◆ What the task requires: If a line holds the word "inference", copy it from the entries.

::: Provided data :::

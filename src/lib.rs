pub mod config;
pub mod models;
pub mod image;
pub mod inference;
pub mod web;
pub mod utils;

// 重新导出主要类型
pub use config::Config;
pub use inference::{PredictionRequest, PredictionResult, Predictor};
pub use models::{ModelDescriptor, ModelRegistry};
pub use utils::error::GardenError;

pub type Result<T> = std::result::Result<T, GardenError>;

:::

◆ Response:
pub mod inference;
pub use inference::{PredictionRequest, PredictionResult, Predictor};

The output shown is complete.